Stored items:
****************************************

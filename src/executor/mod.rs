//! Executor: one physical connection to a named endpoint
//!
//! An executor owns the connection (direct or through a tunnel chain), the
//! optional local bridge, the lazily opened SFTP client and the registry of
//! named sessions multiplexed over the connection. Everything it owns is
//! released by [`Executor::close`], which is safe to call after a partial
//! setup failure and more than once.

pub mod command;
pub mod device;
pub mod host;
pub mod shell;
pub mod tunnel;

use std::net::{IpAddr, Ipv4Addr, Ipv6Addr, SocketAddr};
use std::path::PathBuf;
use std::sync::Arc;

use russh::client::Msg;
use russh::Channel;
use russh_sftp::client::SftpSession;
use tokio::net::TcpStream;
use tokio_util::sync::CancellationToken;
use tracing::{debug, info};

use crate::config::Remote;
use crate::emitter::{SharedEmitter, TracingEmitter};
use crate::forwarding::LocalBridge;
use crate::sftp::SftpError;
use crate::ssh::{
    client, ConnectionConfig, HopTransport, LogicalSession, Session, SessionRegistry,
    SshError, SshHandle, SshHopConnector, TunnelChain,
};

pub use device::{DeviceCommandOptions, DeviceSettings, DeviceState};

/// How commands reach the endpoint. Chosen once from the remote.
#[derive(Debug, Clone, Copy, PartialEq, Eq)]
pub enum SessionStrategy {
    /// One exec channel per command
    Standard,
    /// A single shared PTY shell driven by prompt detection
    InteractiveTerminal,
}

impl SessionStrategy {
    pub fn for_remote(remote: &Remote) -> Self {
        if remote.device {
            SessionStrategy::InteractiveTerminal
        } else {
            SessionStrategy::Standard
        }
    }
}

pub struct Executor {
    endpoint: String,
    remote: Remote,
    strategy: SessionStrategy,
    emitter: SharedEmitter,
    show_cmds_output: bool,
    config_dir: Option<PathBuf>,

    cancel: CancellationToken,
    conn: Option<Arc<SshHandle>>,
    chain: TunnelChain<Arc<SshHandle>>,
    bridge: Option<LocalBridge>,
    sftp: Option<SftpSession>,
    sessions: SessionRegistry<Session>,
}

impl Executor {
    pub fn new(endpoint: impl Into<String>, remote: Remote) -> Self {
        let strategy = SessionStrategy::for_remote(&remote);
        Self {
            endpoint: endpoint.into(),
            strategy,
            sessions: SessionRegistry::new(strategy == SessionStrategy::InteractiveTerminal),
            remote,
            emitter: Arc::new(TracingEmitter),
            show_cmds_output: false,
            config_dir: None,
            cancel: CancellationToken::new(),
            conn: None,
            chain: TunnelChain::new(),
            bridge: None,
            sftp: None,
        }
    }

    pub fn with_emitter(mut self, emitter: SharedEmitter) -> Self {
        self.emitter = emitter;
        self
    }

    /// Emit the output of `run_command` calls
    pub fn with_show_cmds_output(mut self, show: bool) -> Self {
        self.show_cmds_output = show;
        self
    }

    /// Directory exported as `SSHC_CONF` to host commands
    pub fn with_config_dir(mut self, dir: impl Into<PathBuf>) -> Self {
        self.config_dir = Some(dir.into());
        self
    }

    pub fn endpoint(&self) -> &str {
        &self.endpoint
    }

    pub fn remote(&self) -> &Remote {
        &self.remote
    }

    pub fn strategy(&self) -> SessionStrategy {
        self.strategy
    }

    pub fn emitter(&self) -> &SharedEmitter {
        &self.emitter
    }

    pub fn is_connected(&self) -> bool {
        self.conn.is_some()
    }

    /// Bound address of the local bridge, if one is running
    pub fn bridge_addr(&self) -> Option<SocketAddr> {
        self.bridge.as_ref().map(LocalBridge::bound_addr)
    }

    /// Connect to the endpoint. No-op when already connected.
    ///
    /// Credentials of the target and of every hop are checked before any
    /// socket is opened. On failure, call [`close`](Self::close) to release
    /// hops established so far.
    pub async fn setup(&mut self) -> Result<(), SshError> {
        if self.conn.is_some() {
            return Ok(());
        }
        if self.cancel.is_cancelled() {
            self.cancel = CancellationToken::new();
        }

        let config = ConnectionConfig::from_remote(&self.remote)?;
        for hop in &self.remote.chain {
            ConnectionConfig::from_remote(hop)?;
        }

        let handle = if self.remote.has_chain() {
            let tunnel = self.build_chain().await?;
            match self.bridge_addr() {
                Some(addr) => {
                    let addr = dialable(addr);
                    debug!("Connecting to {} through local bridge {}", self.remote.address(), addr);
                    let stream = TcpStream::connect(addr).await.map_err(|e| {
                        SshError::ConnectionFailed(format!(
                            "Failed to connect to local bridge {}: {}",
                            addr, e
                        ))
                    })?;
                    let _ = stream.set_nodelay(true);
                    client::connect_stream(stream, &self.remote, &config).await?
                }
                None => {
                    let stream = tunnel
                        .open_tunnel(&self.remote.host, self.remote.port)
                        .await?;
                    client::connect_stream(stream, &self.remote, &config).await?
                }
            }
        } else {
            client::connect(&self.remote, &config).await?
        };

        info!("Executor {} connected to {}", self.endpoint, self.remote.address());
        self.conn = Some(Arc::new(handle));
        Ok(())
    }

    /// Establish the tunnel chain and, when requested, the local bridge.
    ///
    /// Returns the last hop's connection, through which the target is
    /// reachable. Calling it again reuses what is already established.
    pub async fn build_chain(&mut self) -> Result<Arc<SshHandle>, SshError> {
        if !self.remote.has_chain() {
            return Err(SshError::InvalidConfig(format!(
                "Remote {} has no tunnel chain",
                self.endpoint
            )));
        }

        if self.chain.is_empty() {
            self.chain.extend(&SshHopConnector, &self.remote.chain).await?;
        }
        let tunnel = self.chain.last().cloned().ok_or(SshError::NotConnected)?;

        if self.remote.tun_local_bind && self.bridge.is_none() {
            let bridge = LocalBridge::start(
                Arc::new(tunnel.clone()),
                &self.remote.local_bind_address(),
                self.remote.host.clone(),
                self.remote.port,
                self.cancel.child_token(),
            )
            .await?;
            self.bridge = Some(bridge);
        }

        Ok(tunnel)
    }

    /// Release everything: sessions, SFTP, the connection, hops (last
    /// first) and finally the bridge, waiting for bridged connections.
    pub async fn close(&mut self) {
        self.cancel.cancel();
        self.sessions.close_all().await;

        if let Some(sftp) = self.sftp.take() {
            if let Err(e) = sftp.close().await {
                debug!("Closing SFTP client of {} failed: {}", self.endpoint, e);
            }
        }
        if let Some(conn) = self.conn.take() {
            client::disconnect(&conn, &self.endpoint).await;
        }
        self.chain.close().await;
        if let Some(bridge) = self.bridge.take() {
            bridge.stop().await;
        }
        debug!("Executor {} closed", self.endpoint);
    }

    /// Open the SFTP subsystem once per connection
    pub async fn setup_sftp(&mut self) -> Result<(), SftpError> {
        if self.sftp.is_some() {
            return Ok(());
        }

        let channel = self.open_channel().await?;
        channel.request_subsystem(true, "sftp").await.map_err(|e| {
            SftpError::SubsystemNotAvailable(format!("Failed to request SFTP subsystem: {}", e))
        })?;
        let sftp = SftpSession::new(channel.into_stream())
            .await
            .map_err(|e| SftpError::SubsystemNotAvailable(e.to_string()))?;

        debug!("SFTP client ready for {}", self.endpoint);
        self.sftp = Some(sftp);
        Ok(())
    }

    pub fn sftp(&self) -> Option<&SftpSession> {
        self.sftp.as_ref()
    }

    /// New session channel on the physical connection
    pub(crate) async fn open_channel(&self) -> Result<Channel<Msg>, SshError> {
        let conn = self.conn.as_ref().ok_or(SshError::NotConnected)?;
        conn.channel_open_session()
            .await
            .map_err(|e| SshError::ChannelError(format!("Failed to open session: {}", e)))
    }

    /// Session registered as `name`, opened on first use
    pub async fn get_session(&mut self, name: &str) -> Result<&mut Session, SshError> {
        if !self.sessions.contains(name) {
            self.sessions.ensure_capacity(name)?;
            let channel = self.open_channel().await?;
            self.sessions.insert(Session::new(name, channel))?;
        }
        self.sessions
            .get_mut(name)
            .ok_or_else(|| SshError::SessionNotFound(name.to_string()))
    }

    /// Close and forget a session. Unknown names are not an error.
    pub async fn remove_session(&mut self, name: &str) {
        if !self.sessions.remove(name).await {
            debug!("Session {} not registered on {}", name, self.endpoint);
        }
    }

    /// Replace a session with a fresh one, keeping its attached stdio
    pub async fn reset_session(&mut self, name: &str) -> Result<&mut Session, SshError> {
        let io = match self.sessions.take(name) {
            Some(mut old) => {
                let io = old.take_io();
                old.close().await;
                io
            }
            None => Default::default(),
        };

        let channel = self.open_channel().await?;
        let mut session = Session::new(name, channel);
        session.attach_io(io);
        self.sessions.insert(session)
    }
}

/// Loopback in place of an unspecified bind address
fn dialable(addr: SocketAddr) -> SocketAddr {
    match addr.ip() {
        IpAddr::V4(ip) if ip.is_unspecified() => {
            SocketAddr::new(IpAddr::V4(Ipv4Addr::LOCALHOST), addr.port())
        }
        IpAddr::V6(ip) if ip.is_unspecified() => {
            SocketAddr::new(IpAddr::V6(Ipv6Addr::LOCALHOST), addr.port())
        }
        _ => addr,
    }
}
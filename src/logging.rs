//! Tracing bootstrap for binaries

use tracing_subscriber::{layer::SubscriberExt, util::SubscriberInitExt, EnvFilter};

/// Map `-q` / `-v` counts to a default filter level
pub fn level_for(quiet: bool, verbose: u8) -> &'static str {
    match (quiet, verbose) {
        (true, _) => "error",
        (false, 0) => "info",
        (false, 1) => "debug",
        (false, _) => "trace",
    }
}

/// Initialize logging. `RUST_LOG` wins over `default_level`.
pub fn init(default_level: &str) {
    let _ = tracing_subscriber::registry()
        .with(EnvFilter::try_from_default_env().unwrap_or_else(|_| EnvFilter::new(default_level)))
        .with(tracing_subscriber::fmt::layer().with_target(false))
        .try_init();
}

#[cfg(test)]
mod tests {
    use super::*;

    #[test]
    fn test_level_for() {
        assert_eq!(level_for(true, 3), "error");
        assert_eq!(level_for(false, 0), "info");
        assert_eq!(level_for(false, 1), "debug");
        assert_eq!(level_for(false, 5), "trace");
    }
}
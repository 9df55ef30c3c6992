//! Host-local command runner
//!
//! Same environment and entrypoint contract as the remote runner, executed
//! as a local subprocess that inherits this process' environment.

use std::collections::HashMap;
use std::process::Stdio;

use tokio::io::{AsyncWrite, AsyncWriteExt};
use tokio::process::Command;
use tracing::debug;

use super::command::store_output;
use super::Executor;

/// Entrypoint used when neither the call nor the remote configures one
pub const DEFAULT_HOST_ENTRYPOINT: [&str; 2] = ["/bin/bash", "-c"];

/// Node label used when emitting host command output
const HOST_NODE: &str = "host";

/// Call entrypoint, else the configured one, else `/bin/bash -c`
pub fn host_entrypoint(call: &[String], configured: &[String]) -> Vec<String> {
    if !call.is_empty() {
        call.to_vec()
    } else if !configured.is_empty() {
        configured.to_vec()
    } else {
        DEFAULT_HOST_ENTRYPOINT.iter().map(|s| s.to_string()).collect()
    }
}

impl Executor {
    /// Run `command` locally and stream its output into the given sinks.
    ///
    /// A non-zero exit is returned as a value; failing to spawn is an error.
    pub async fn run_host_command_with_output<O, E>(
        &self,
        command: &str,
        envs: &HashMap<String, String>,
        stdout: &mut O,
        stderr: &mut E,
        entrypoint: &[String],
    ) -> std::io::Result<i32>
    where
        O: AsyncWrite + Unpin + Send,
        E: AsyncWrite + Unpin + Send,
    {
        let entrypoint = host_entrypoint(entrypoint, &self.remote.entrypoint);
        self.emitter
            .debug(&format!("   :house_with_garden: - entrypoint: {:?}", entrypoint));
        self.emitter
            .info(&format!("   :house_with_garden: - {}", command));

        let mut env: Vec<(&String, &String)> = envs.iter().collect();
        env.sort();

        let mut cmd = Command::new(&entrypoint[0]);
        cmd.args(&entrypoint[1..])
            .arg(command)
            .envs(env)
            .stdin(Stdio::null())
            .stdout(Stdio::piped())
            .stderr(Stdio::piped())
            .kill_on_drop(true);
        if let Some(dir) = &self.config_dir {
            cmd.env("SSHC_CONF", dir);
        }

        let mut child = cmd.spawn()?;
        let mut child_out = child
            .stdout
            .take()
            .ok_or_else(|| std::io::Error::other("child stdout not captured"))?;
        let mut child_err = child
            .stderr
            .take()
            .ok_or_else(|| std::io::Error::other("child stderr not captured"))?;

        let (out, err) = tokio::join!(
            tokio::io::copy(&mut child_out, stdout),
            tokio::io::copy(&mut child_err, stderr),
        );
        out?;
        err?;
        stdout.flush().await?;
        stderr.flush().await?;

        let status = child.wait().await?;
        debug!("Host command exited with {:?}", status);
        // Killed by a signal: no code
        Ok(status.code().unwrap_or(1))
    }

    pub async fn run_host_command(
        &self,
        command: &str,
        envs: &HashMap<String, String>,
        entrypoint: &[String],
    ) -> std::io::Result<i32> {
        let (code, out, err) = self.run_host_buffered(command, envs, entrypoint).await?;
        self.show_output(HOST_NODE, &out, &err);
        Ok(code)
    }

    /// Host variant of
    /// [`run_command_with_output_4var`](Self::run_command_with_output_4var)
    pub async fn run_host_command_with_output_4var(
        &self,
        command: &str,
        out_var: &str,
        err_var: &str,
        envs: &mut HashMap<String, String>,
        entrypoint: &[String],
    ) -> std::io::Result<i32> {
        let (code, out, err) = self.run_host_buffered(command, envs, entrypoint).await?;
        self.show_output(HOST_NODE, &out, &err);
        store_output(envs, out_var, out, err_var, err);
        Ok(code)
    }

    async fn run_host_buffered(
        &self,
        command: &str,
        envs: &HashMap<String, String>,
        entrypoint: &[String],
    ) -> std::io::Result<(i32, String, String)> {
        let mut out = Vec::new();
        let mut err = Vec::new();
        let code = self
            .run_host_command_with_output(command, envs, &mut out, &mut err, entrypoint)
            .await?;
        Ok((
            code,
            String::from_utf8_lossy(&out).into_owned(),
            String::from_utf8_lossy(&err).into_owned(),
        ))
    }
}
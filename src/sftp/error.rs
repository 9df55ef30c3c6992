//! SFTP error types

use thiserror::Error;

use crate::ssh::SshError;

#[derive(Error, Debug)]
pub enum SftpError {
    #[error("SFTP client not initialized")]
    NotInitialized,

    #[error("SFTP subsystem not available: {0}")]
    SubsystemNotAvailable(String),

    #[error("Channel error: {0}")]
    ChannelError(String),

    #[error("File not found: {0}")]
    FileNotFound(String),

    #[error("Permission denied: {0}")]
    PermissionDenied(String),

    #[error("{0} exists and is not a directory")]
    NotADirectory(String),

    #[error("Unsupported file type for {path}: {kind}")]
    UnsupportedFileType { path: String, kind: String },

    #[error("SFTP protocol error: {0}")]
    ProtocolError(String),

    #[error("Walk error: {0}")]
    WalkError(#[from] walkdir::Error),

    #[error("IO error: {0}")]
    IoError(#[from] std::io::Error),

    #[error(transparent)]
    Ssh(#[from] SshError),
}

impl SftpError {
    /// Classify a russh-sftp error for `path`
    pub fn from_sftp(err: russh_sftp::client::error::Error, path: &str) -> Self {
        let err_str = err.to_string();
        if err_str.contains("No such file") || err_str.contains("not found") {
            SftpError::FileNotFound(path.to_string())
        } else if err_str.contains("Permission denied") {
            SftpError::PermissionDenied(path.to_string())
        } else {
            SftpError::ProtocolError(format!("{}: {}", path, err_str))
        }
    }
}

****************************************

**EXERCISE BRIEF**
Copy out only the lines of the records above from the one with "configured.to_vec()" through the one with "stdout.flush().await?;", exactly as they stand, both included.

**RESPONSE**
        configured.to_vec()
    } else {
        DEFAULT_HOST_ENTRYPOINT.iter().map(|s| s.to_string()).collect()
    }
}

impl Executor {
    /// Run `command` locally and stream its output into the given sinks.
    ///
    /// A non-zero exit is returned as a value; failing to spawn is an error.
    pub async fn run_host_command_with_output<O, E>(
        &self,
        command: &str,
        envs: &HashMap<String, String>,
        stdout: &mut O,
        stderr: &mut E,
        entrypoint: &[String],
    ) -> std::io::Result<i32>
    where
        O: AsyncWrite + Unpin + Send,
        E: AsyncWrite + Unpin + Send,
    {
        let entrypoint = host_entrypoint(entrypoint, &self.remote.entrypoint);
        self.emitter
            .debug(&format!("   :house_with_garden: - entrypoint: {:?}", entrypoint));
        self.emitter
            .info(&format!("   :house_with_garden: - {}", command));

        let mut env: Vec<(&String, &String)> = envs.iter().collect();
        env.sort();

        let mut cmd = Command::new(&entrypoint[0]);
        cmd.args(&entrypoint[1..])
            .arg(command)
            .envs(env)
            .stdin(Stdio::null())
            .stdout(Stdio::piped())
            .stderr(Stdio::piped())
            .kill_on_drop(true);
        if let Some(dir) = &self.config_dir {
            cmd.env("SSHC_CONF", dir);
        }

        let mut child = cmd.spawn()?;
        let mut child_out = child
            .stdout
            .take()
            .ok_or_else(|| std::io::Error::other("child stdout not captured"))?;
        let mut child_err = child
            .stderr
            .take()
            .ok_or_else(|| std::io::Error::other("child stderr not captured"))?;

        let (out, err) = tokio::join!(
            tokio::io::copy(&mut child_out, stdout),
            tokio::io::copy(&mut child_err, stderr),
        );
        out?;
        err?;
        stdout.flush().await?;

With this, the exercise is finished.